**Record excerpts**
┄┄┄┄┄┄┄┄┄┄
//! Host 集成层 - 把编码会话的生命周期事件翻译成通知载荷
//!
//! host 事件以 JSON 记录形式到达（每行一条或 hook 的 stdin）：
//! ```text
//! {"type":"session.idle","sessionId":"ses_1","cwd":"/work/api","lastAssistantText":"Done"}
//! ```

use crate::config::NotifierConfig;
use crate::notification::formatter::{msg, MessageFormatter};
use crate::notification::payload::{EventCategory, NotificationPayload};
use crate::notification::scheduler::DispatchScheduler;
use chrono::Utc;
use serde::{Deserialize, Serialize};
use std::collections::HashMap;
use std::sync::atomic::{AtomicBool, Ordering};
use std::sync::Mutex;
use tracing::{debug, info};

/// 视为"向用户提问"的工具名（小写比较）
const CLARIFICATION_TOOLS: [&str; 2] = ["question", "askuserquestion"];

/// host 事件类型
#[derive(Debug, Clone, Copy, PartialEq, Eq, Serialize, Deserialize)]
pub enum HostEventKind {
    #[serde(rename = "session.idle", alias = "session-idle")]
    SessionIdle,
    #[serde(rename = "session.error", alias = "session-error")]
    SessionError,
    #[serde(rename = "permission.request", alias = "permission-request")]
    PermissionRequest,
    #[serde(rename = "tool.invoke", alias = "tool-invoke")]
    ToolInvoke,
}

/// host 事件记录
#[derive(Debug, Clone, Serialize, Deserialize)]
#[serde(rename_all = "camelCase")]
pub struct HostEvent {
    #[serde(rename = "type")]
    pub kind: HostEventKind,
    #[serde(default)]
    pub session_id: Option<String>,
    /// 有父会话即为子 agent
    #[serde(default)]
    pub parent_session_id: Option<String>,
    #[serde(default)]
    pub cwd: Option<String>,
    /// 会话开始时间（hook 单次调用时由 host 提供）
    #[serde(default)]
    pub started_at_ms: Option<i64>,
    #[serde(default)]
    pub error: Option<String>,
    #[serde(default)]
    pub tool: Option<String>,
    #[serde(default)]
    pub message: Option<String>,
    #[serde(default)]
    pub last_assistant_text: Option<String>,
}

impl HostEvent {
    /// 创建只带类型的事件
    pub fn new(kind: HostEventKind) -> Self {
        Self {
            kind,
            session_id: None,
            parent_session_id: None,
            cwd: None,
            started_at_ms: None,
            error: None,
            tool: None,
            message: None,
            last_assistant_text: None,
        }
    }

    /// 带父会话的是子代理
    pub fn is_subagent(&self) -> bool {
        self.parent_session_id
            .as_deref()
            .is_some_and(|p| !p.trim().is_empty())
    }

    fn is_clarification_tool(&self) -> bool {
        self.tool
            .as_deref()
            .map(|t| CLARIFICATION_TOOLS.contains(&t.to_lowercase().as_str()))
            .unwrap_or(false)
    }
}

/// 记录每个会话本轮开始活动的时间，用于计算耗时
#[derive(Debug, Default)]
pub struct SessionTracker {
    started: HashMap<String, i64>,
}

impl SessionTracker {
    pub fn new() -> Self {
        Self::default()
    }

    /// 首次看到会话时记录时间
    pub fn observe(&mut self, session_id: &str, now_ms: i64) {
        self.started.entry(session_id.to_string()).or_insert(now_ms);
    }

    /// 从首次活动到 `now_ms` 的秒数
    pub fn elapsed_seconds(&self, session_id: &str, now_ms: i64) -> Option<u64> {
        self.started
            .get(session_id)
            .map(|start| (now_ms.saturating_sub(*start)).max(0) as u64 / 1000)
    }

    /// 本轮结束，下次活动重新计时
    pub fn finish(&mut self, session_id: &str) {
        self.started.remove(session_id);
    }
}

/// 退出时只 flush 一次
#[derive(Debug, Default)]
pub struct ExitGuard {
    flushed: AtomicBool,
}

impl ExitGuard {
    pub fn new() -> Self {
        Self::default()
    }

    /// 首次调用时 flush 并返回 true，之后直接返回 false
    pub async fn flush_once(&self, scheduler: &DispatchScheduler) -> bool {
        if self.flushed.swap(true, Ordering::SeqCst) {
            return false;
        }
        scheduler.flush().await;
        true
    }
}

/// host 集成：事件 → 载荷 → 调度器
pub struct HostIntegration {
    scheduler: DispatchScheduler,
    config: NotifierConfig,
    sessions: Mutex<SessionTracker>,
    exit_guard: ExitGuard,
}

impl HostIntegration {
    /// 创建 host 集成
    pub fn new(scheduler: DispatchScheduler, config: NotifierConfig) -> Self {
        Self {
            scheduler,
            config,
            sessions: Mutex::new(SessionTracker::new()),
            exit_guard: ExitGuard::new(),
        }
    }

    /// 底层调度器
    pub fn scheduler(&self) -> &DispatchScheduler {
        &self.scheduler
    }

    /// 翻译事件；不需要通知的事件返回 None
    pub fn to_payload(&self, event: &HostEvent) -> Option<NotificationPayload> {
        self.to_payload_at(event, Utc::now().timestamp_millis())
    }

    /// 同 [`Self::to_payload`]，时间由调用方给出
    pub fn to_payload_at(&self, event: &HostEvent, now_ms: i64) -> Option<NotificationPayload> {
        let mut sessions = match self.sessions.lock() {
            Ok(guard) => guard,
            Err(poisoned) => poisoned.into_inner(),
        };

        if let Some(id) = &event.session_id {
            match event.started_at_ms {
                Some(start) => {
                    sessions.started.insert(id.clone(), start);
                }
                None => sessions.observe(id, now_ms),
            }
        }

        let (category, body) = match event.kind {
            HostEventKind::SessionIdle => {
                let category = if event.is_subagent() {
                    EventCategory::SubtaskComplete
                } else {
                    EventCategory::TaskComplete
                };
                let body = event
                    .last_assistant_text
                    .as_deref()
                    .map(str::trim)
                    .filter(|s| !s.is_empty())
                    .unwrap_or(msg::EMPTY_COMPLETION)
                    .to_string();
                (category, body)
            }
            HostEventKind::SessionError => {
                let body = event
                    .error
                    .clone()
                    .or_else(|| event.message.clone())
                    .unwrap_or_else(|| msg::UNKNOWN_ERROR.to_string());
                (EventCategory::Error, body)
            }
            HostEventKind::PermissionRequest => {
                let body = match (&event.tool, &event.message) {
                    (Some(tool), Some(message)) => format!("{}: {}", tool, message),
                    (Some(tool), None) => tool.clone(),
                    (None, Some(message)) => message.clone(),
                    (None, None) => String::new(),
                };
                (EventCategory::PermissionRequest, body)
            }
            HostEventKind::ToolInvoke => {
                if !event.is_clarification_tool() {
                    debug!(tool = ?event.tool, "Tool invocation, no notification");
                    return None;
                }
                (
                    EventCategory::ClarificationRequest,
                    event.message.clone().unwrap_or_default(),
                )
            }
        };

        if !self.config.is_event_enabled(category) {
            debug!(%category, "Event category disabled, skipping");
            return None;
        }

        let project = event
            .cwd
            .as_deref()
            .and_then(MessageFormatter::extract_project_name);
        let title = MessageFormatter::title(category, project.as_deref());

        let mut payload = NotificationPayload::new(category, title, body).with_created_at_ms(now_ms);
        if let Some(project) = project {
            payload = payload.with_project_label(project);
        }
        if let Some(id) = &event.session_id {
            if matches!(category, EventCategory::TaskComplete | EventCategory::SubtaskComplete) {
                if let Some(secs) = sessions.elapsed_seconds(id, now_ms) {
                    payload = payload.with_elapsed_seconds(secs);
                }
                sessions.finish(id);
            }
            payload = payload.with_session_id(id.clone());
        }

        Some(payload)
    }

    /// 处理一条事件，返回是否提交给调度器
    pub async fn handle(&self, event: &HostEvent) -> bool {
        match self.to_payload(event) {
            Some(payload) => {
                info!(category = %payload.category, session_id = ?payload.session_id, "Submitting notification");
                self.scheduler.submit(payload).await;
                true
            }
            None => false,
        }
    }

    /// 退出前发送挂起的通知（只执行一次）
    pub async fn shutdown(&self) -> bool {
        self.exit_guard.flush_once(&self.scheduler).await
    }
}

#[cfg(test)]
mod tests {
    use super::*;
    use crate::notification::error_log::TracingLog;
    use serde_json::json;
    use std::sync::Arc;
    use std::time::Duration;

    fn integration(config: serde_json::Value) -> HostIntegration {
        let config = NotifierConfig::from_value(config).unwrap();
        let scheduler = DispatchScheduler::new(Vec::new(), Duration::from_secs(1), Arc::new(TracingLog));
        HostIntegration::new(scheduler, config)
    }

    fn parse(value: serde_json::Value) -> HostEvent {
        serde_json::from_value(value).unwrap()
    }

    #[test]
    fn test_parse_host_event() {
        let event = parse(json!({
            "type": "session.idle",
            "sessionId": "ses_1",
            "parentSessionId": "ses_0",
            "cwd": "/work/api"
        }));
        assert_eq!(event.kind, HostEventKind::SessionIdle);
        assert!(event.is_subagent());

        let event = parse(json!({ "type": "permission-request" }));
        assert_eq!(event.kind, HostEventKind::PermissionRequest);
        assert!(!event.is_subagent());
    }

    #[test]
    fn test_idle_maps_to_task_complete() {
        let host = integration(json!({}));
        let event = parse(json!({
            "type": "session.idle",
            "sessionId": "ses_1",
            "cwd": "/work/api",
            "lastAssistantText": "  All tests pass  "
        }));
        let payload = host.to_payload_at(&event, 10_000).unwrap();
        assert_eq!(payload.category, EventCategory::TaskComplete);
        assert_eq!(payload.title, "[api] Task complete");
        assert_eq!(payload.body, "All tests pass");
        assert_eq!(payload.project_label.as_deref(), Some("api"));
        assert_eq!(payload.session_id.as_deref(), Some("ses_1"));
    }

    #[test]
    fn test_subagent_idle_maps_to_subtask() {
        let host = integration(json!({}));
        let event = parse(json!({ "type": "session.idle", "sessionId": "ses_2", "parentSessionId": "ses_1" }));
        let payload = host.to_payload_at(&event, 0).unwrap();
        assert_eq!(payload.category, EventCategory::SubtaskComplete);
        assert_eq!(payload.body, msg::EMPTY_COMPLETION);
    }

    #[test]
    fn test_elapsed_from_first_activity() {
        let host = integration(json!({}));
        let tool = parse(json!({ "type": "tool.invoke", "sessionId": "ses_1", "tool": "bash" }));
        assert!(host.to_payload_at(&tool, 1_000).is_none());

        let idle = parse(json!({ "type": "session.idle", "sessionId": "ses_1" }));
        let payload = host.to_payload_at(&idle, 126_000).unwrap();
        assert_eq!(payload.elapsed_seconds, Some(125));

        // 新一轮重新计时
        let payload = host.to_payload_at(&idle, 130_000).unwrap();
        assert_eq!(payload.elapsed_seconds, Some(0));
    }

    #[test]
    fn test_started_at_from_host() {
        let host = integration(json!({}));
        let idle = parse(json!({ "type": "session.idle", "sessionId": "s", "startedAtMs": 1_000 }));
        let payload = host.to_payload_at(&idle, 61_000).unwrap();
        assert_eq!(payload.elapsed_seconds, Some(60));
    }

    #[test]
    fn test_error_and_permission() {
        let host = integration(json!({}));
        let err = parse(json!({ "type": "session.error", "error": "rate limited" }));
        let payload = host.to_payload_at(&err, 0).unwrap();
        assert_eq!(payload.category, EventCategory::Error);
        assert_eq!(payload.body, "rate limited");
        assert!(payload.elapsed_seconds.is_none());

        let perm = parse(json!({ "type": "permission.request", "tool": "bash", "message": "rm -rf dist" }));
        let payload = host.to_payload_at(&perm, 0).unwrap();
        assert_eq!(payload.category, EventCategory::PermissionRequest);
        assert_eq!(payload.body, "bash: rm -rf dist");
    }

    #[test]
    fn test_clarification_tool() {
        let host = integration(json!({}));
        let ask = parse(json!({ "type": "tool.invoke", "tool": "AskUserQuestion", "message": "Which DB?" }));
        let payload = host.to_payload_at(&ask, 0).unwrap();
        assert_eq!(payload.category, EventCategory::ClarificationRequest);
        assert_eq!(payload.body, "Which DB?");
    }

    #[test]
    fn test_disabled_category_dropped() {
        let host = integration(json!({ "events": { "error": false } }));
        let err = parse(json!({ "type": "session.error" }));
        assert!(host.to_payload_at(&err, 0).is_none());
    }

    #[tokio::test]
    async fn test_shutdown_flushes_once() {
        let host = integration(json!({}));
        assert!(host.shutdown().await);
        assert!(!host.shutdown().await);
    }
}
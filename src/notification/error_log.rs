//! 失败日志 - 记录投递失败，写入带轮转的本地文件

use chrono::Utc;
use std::fs::{self, OpenOptions};
use std::io::Write;
use std::path::{Path, PathBuf};
use std::sync::Mutex;
use tracing::warn;

/// 单个日志文件上限，超过后轮转到 `.1`
const MAX_LOG_BYTES: u64 = 512 * 1024;

/// 失败记录能力，永不报错
pub trait FailureLog: Send + Sync {
    fn record(&self, message: &str);
}

/// 只写 tracing，不落盘
#[derive(Debug, Default)]
pub struct TracingLog;

impl FailureLog for TracingLog {
    fn record(&self, message: &str) {
        warn!(message, "Notification failure");
    }
}

/// 本地失败日志文件
pub struct ErrorLog {
    path: PathBuf,
    max_bytes: u64,
    // 同进程内串行化写入和轮转，跨进程靠文件锁
    write_lock: Mutex<()>,
}

impl ErrorLog {
    /// 创建写入 `path` 的错误日志
    pub fn new(path: impl Into<PathBuf>) -> Self {
        Self {
            path: path.into(),
            max_bytes: MAX_LOG_BYTES,
            write_lock: Mutex::new(()),
        }
    }

    /// 默认路径 ~/.config/agent-notifier/errors.log
    pub fn default_path() -> PathBuf {
        dirs::home_dir()
            .unwrap_or_else(|| PathBuf::from("."))
            .join(".config")
            .join("agent-notifier")
            .join("errors.log")
    }

    /// 设置轮转阈值
    pub fn with_max_bytes(mut self, max_bytes: u64) -> Self {
        self.max_bytes = max_bytes;
        self
    }

    pub fn path(&self) -> &Path {
        &self.path
    }

    fn rotated_path(&self) -> PathBuf {
        let mut name = self.path.as_os_str().to_owned();
        name.push(".1");
        PathBuf::from(name)
    }

    fn append(&self, message: &str) -> std::io::Result<()> {
        use fs2::FileExt;

        if let Some(parent) = self.path.parent() {
            fs::create_dir_all(parent)?;
        }

        if let Ok(metadata) = fs::metadata(&self.path) {
            if metadata.len() >= self.max_bytes {
                fs::rename(&self.path, self.rotated_path())?;
            }
        }

        let mut file = OpenOptions::new().create(true).append(true).open(&self.path)?;
        file.lock_exclusive()?;
        let line = format!("[{}] {}\n", Utc::now().to_rfc3339(), message.trim_end());
        let result = file.write_all(line.as_bytes());
        let _ = file.unlock();
        result
    }
}

impl FailureLog for ErrorLog {
    fn record(&self, message: &str) {
        warn!(message, "Notification failure");

        let _guard = match self.write_lock.lock() {
            Ok(guard) => guard,
            Err(poisoned) => poisoned.into_inner(),
        };
        if let Err(e) = self.append(message) {
            warn!(path = %self.path.display(), error = %e, "Failed to write error log");
        }
    }
}

#[cfg(test)]
mod tests {
    use super::*;

    #[test]
    fn test_record_appends_lines() {
        let dir = tempfile::tempdir().unwrap();
        let log = ErrorLog::new(dir.path().join("errors.log"));

        log.record("ntfy: provider returned 500");
        log.record("slack: delivery timed out");

        let content = fs::read_to_string(log.path()).unwrap();
        let lines: Vec<&str> = content.lines().collect();
        assert_eq!(lines.len(), 2);
        assert!(lines[0].ends_with("ntfy: provider returned 500"));
        assert!(lines[1].contains("slack"));
    }

    #[test]
    fn test_rotation() {
        let dir = tempfile::tempdir().unwrap();
        let log = ErrorLog::new(dir.path().join("errors.log")).with_max_bytes(64);

        for i in 0..10 {
            log.record(&format!("failure number {}", i));
        }

        assert!(dir.path().join("errors.log.1").exists());
        let current = fs::metadata(log.path()).unwrap().len();
        assert!(current < 64 + 80);
    }

    #[test]
    fn test_record_never_panics_on_bad_path() {
        let dir = tempfile::tempdir().unwrap();
        let blocker = dir.path().join("file");
        fs::write(&blocker, "x").unwrap();
        // 父路径是文件，create_dir_all 会失败
        let log = ErrorLog::new(blocker.join("errors.log"));
        log.record("ignored");
    }
}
┄┄┄┄┄┄┄┄┄┄
Find out how many lines above hold "observe". Write only the number.

**Solution below**
2